Data section Block Start

//! Canonical knowledge graph triple.
//!
//! A [`Triple`] is immutable once constructed: head, relation, and tail
//! are trimmed and must be non-empty, and construction is the only way
//! to obtain one. Deserialization funnels through the permissive
//! [`RawTriple`] bridge so every triple in the system has passed the
//! same validation.

use crate::{Error, Result};
use serde::{Deserialize, Serialize};
use std::collections::HashSet;
use std::fmt;
use std::hash::{Hash, Hasher};

/// How a triple is supported by the source text.
#[derive(Debug, Clone, Copy, Default, PartialEq, Eq, Hash, Serialize, Deserialize)]
#[serde(rename_all = "lowercase")]
pub enum InferenceType {
    /// Directly supported by a text span.
    #[default]
    Explicit,
    /// Inferred from context (always the case for augmented triples).
    Contextual,
}

impl InferenceType {
    /// Returns the inference type as a string slice.
    #[must_use]
    pub const fn as_str(&self) -> &'static str {
        match self {
            Self::Explicit => "explicit",
            Self::Contextual => "contextual",
        }
    }

    /// Parses an inference type from a string.
    #[must_use]
    pub fn parse(s: &str) -> Option<Self> {
        match s.trim().to_lowercase().as_str() {
            "explicit" => Some(Self::Explicit),
            "contextual" => Some(Self::Contextual),
            _ => None,
        }
    }
}

impl fmt::Display for InferenceType {
    fn fmt(&self, f: &mut fmt::Formatter<'_>) -> fmt::Result {
        write!(f, "{}", self.as_str())
    }
}

impl std::str::FromStr for InferenceType {
    type Err = String;

    fn from_str(s: &str) -> std::result::Result<Self, Self::Err> {
        Self::parse(s).ok_or_else(|| format!("unknown inference type: {s}"))
    }
}

/// A single knowledge graph triple.
///
/// Head, relation, and tail are trimmed on construction and guaranteed
/// non-empty. Two triples are equal iff head, relation, tail, and
/// inference are all equal; the justification is metadata and takes no
/// part in equality, hashing, or deduplication.
#[derive(Debug, Clone, Serialize, Deserialize)]
#[serde(try_from = "RawTriple")]
pub struct Triple {
    head: String,
    relation: String,
    tail: String,
    inference: InferenceType,
    justification: Option<String>,
}

impl Triple {
    /// Creates a validated triple.
    ///
    /// Head, relation, and tail are trimmed before storage.
    ///
    /// # Errors
    ///
    /// Returns [`Error::InvalidTriple`] if any of head, relation, or
    /// tail is empty after trimming.
    pub fn new(
        head: impl Into<String>,
        relation: impl Into<String>,
        tail: impl Into<String>,
        inference: InferenceType,
    ) -> Result<Self> {
        let head = head.into().trim().to_string();
        let relation = relation.into().trim().to_string();
        let tail = tail.into().trim().to_string();

        for (field, value) in [("head", &head), ("relation", &relation), ("tail", &tail)] {
            if value.is_empty() {
                return Err(Error::InvalidTriple(format!("{field} cannot be empty")));
            }
        }

        Ok(Self {
            head,
            relation,
            tail,
            inference,
            justification: None,
        })
    }

    /// Attaches a justification (recommended for contextual triples).
    #[must_use]
    pub fn with_justification(mut self, justification: impl Into<String>) -> Self {
        self.justification = Some(justification.into());
        self
    }

    /// The source entity.
    #[must_use]
    pub fn head(&self) -> &str {
        &self.head
    }

    /// The relationship connecting head to tail.
    #[must_use]
    pub fn relation(&self) -> &str {
        &self.relation
    }

    /// The target entity.
    #[must_use]
    pub fn tail(&self) -> &str {
        &self.tail
    }

    /// The inference tag.
    #[must_use]
    pub const fn inference(&self) -> InferenceType {
        self.inference
    }

    /// The justification, if any.
    #[must_use]
    pub fn justification(&self) -> Option<&str> {
        self.justification.as_deref()
    }

    /// The deduplication key.
    ///
    /// Inference is intentionally excluded so an augmenter cannot
    /// re-introduce an explicit triple under a contextual label.
    #[must_use]
    pub fn key(&self) -> (&str, &str, &str) {
        (&self.head, &self.relation, &self.tail)
    }

    /// Returns a copy of this triple re-tagged with the given inference.
    #[must_use]
    pub fn with_inference(mut self, inference: InferenceType) -> Self {
        self.inference = inference;
        self
    }
}

impl PartialEq for Triple {
    fn eq(&self, other: &Self) -> bool {
        self.head == other.head
            && self.relation == other.relation
            && self.tail == other.tail
            && self.inference == other.inference
    }
}

impl Eq for Triple {}

impl Hash for Triple {
    fn hash<H: Hasher>(&self, state: &mut H) {
        self.head.hash(state);
        self.relation.hash(state);
        self.tail.hash(state);
        self.inference.hash(state);
    }
}

impl fmt::Display for Triple {
    fn fmt(&self, f: &mut fmt::Formatter<'_>) -> fmt::Result {
        write!(f, "({}, {}, {})", self.head, self.relation, self.tail)
    }
}

/// Permissive wire shape for triples.
///
/// Providers and exemplar files deserialize into this shape first;
/// [`Triple::try_from`] applies validation. Unknown inference strings
/// and empty fields are rejected there, so a successfully converted
/// triple is always valid.
#[derive(Debug, Clone, Default, Serialize, Deserialize)]
pub struct RawTriple {
    /// The source entity (may be empty; rejected on conversion).
    #[serde(default)]
    pub head: String,
    /// The relationship (may be empty; rejected on conversion).
    #[serde(default)]
    pub relation: String,
    /// The target entity (may be empty; rejected on conversion).
    #[serde(default)]
    pub tail: String,
    /// The inference tag as a string; defaults to `explicit`.
    #[serde(default = "default_inference")]
    pub inference: String,
    /// Optional justification.
    #[serde(default)]
    pub justification: Option<String>,
}

fn default_inference() -> String {
    "explicit".to_string()
}

impl TryFrom<RawTriple> for Triple {
    type Error = Error;

    fn try_from(raw: RawTriple) -> Result<Self> {
        let inference = InferenceType::parse(&raw.inference).ok_or_else(|| {
            Error::InvalidTriple(format!("unknown inference type '{}'", raw.inference))
        })?;
        let triple = Self::new(raw.head, raw.relation, raw.tail, inference)?;
        Ok(match raw.justification {
            Some(j) if !j.trim().is_empty() => triple.with_justification(j),
            _ => triple,
        })
    }
}

impl From<&Triple> for RawTriple {
    fn from(triple: &Triple) -> Self {
        Self {
            head: triple.head.clone(),
            relation: triple.relation.clone(),
            tail: triple.tail.clone(),
            inference: triple.inference.as_str().to_string(),
            justification: triple.justification.clone(),
        }
    }
}

/// Removes duplicate triples by the `(head, relation, tail)` key,
/// preserving the first occurrence.
///
/// Because initial-extraction triples precede augmentation triples, an
/// explicit triple always survives a later contextual duplicate.
#[must_use]
pub fn dedupe_triples(triples: Vec<Triple>) -> Vec<Triple> {
    let mut seen: HashSet<(String, String, String)> = HashSet::with_capacity(triples.len());
    triples
        .into_iter()
        .filter(|t| {
            seen.insert((
                t.head().to_string(),
                t.relation().to_string(),
                t.tail().to_string(),
            ))
        })
        .collect()
}

/// JSON schema describing the triple object shape.
///
/// Passed to providers as the structured-output hint.
#[must_use]
pub fn triple_schema() -> serde_json::Value {
    serde_json::json!({
        "type": "object",
        "properties": {
            "head": {
                "type": "string",
                "description": "The source entity in the relationship"
            },
            "relation": {
                "type": "string",
                "description": "The relationship type connecting head to tail (e.g. works_at, is_type, represents)"
            },
            "tail": {
                "type": "string",
                "description": "The target entity in the relationship"
            },
            "inference": {
                "type": "string",
                "enum": ["explicit", "contextual"],
                "description": "'explicit' if directly stated, 'contextual' if inferred"
            },
            "justification": {
                "type": "string",
                "description": "Brief explanation for contextual triples"
            }
        },
        "required": ["head", "relation", "tail"]
    })
}

#[cfg(test)]
mod tests {
    use super::*;
    use test_case::test_case;

    #[test]
    fn test_triple_trims_fields() {
        let t = Triple::new(" A ", " r ", " B ", InferenceType::Explicit).unwrap();
        assert_eq!(t.head(), "A");
        assert_eq!(t.relation(), "r");
        assert_eq!(t.tail(), "B");
    }

    #[test_case("", "r", "B" ; "empty head")]
    #[test_case("A", "  ", "B" ; "blank relation")]
    #[test_case("A", "r", "" ; "empty tail")]
    fn test_triple_rejects_empty(head: &str, relation: &str, tail: &str) {
        let result = Triple::new(head, relation, tail, InferenceType::Explicit);
        assert!(matches!(result, Err(Error::InvalidTriple(_))));
    }

    #[test]
    fn test_equality_ignores_justification() {
        let a = Triple::new("A", "r", "B", InferenceType::Explicit).unwrap();
        let b = Triple::new("A", "r", "B", InferenceType::Explicit)
            .unwrap()
            .with_justification("because");
        assert_eq!(a, b);
    }

    #[test]
    fn test_equality_includes_inference() {
        let a = Triple::new("A", "r", "B", InferenceType::Explicit).unwrap();
        let b = Triple::new("A", "r", "B", InferenceType::Contextual).unwrap();
        assert_ne!(a, b);
    }

    #[test]
    fn test_key_is_whitespace_insensitive_after_trim() {
        let a = Triple::new(" A ", "r", "B", InferenceType::Explicit).unwrap();
        let b = Triple::new("A", "r", "B", InferenceType::Explicit).unwrap();
        assert_eq!(a.key(), b.key());
    }

    #[test]
    fn test_key_is_case_sensitive() {
        let a = Triple::new("A", "r", "B", InferenceType::Explicit).unwrap();
        let b = Triple::new("a", "r", "B", InferenceType::Explicit).unwrap();
        assert_ne!(a.key(), b.key());
    }

    #[test]
    fn test_raw_triple_defaults_to_explicit() {
        let raw: RawTriple = serde_json::from_str(
            r#"{"head": "A", "relation": "r", "tail": "B"}"#,
        )
        .unwrap();
        let triple = Triple::try_from(raw).unwrap();
        assert_eq!(triple.inference(), InferenceType::Explicit);
    }

    #[test]
    fn test_raw_triple_rejects_unknown_inference() {
        let raw = RawTriple {
            head: "A".to_string(),
            relation: "r".to_string(),
            tail: "B".to_string(),
            inference: "speculative".to_string(),
            justification: None,
        };
        assert!(Triple::try_from(raw).is_err());
    }

    #[test]
    fn test_serde_round_trip() {
        let original = Triple::new("A", "r", "B", InferenceType::Contextual)
            .unwrap()
            .with_justification("bridges two components");
        let json = serde_json::to_string(&original).unwrap();
        let parsed: Triple = serde_json::from_str(&json).unwrap();
        assert_eq!(original, parsed);
        assert_eq!(parsed.justification(), Some("bridges two components"));
    }

    #[test]
    fn test_output_shape_has_null_justification() {
        let t = Triple::new("A", "r", "B", InferenceType::Explicit).unwrap();
        let value = serde_json::to_value(&t).unwrap();
        assert_eq!(value["justification"], serde_json::Value::Null);
        assert_eq!(value["inference"], "explicit");
    }

    #[test]
    fn test_dedupe_preserves_first_occurrence() {
        let explicit = Triple::new("A", "r", "B", InferenceType::Explicit).unwrap();
        let contextual = Triple::new("A", "r", "B", InferenceType::Contextual).unwrap();
        let other = Triple::new("C", "r2", "D", InferenceType::Explicit).unwrap();

        let deduped = dedupe_triples(vec![explicit.clone(), other.clone(), contextual]);
        assert_eq!(deduped, vec![explicit, other]);
        assert_eq!(deduped[0].inference(), InferenceType::Explicit);
    }

    #[test_case("explicit", Some(InferenceType::Explicit); "lowercase")]
    #[test_case("Contextual", Some(InferenceType::Contextual); "mixed_case")]
    #[test_case(" EXPLICIT ", Some(InferenceType::Explicit); "uppercase_with_whitespace")]
    #[test_case("speculative", None; "unknown")]
    fn test_inference_parse(input: &str, expected: Option<InferenceType>) {
        assert_eq!(InferenceType::parse(input), expected);
    }

    #[test]
    fn test_triple_schema_shape() {
        let schema = triple_schema();
        assert_eq!(schema["type"], "object");
        assert!(schema["properties"]["head"].is_object());
        assert_eq!(schema["required"][0], "head");
    }
}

Data section Block End

_Task description_. Select and copy every line from the records that includes the word "Debug".

_Answer box_.
#[derive(Debug, Clone, Copy, Default, PartialEq, Eq, Hash, Serialize, Deserialize)]
#[derive(Debug, Clone, Serialize, Deserialize)]
#[derive(Debug, Clone, Default, Serialize, Deserialize)]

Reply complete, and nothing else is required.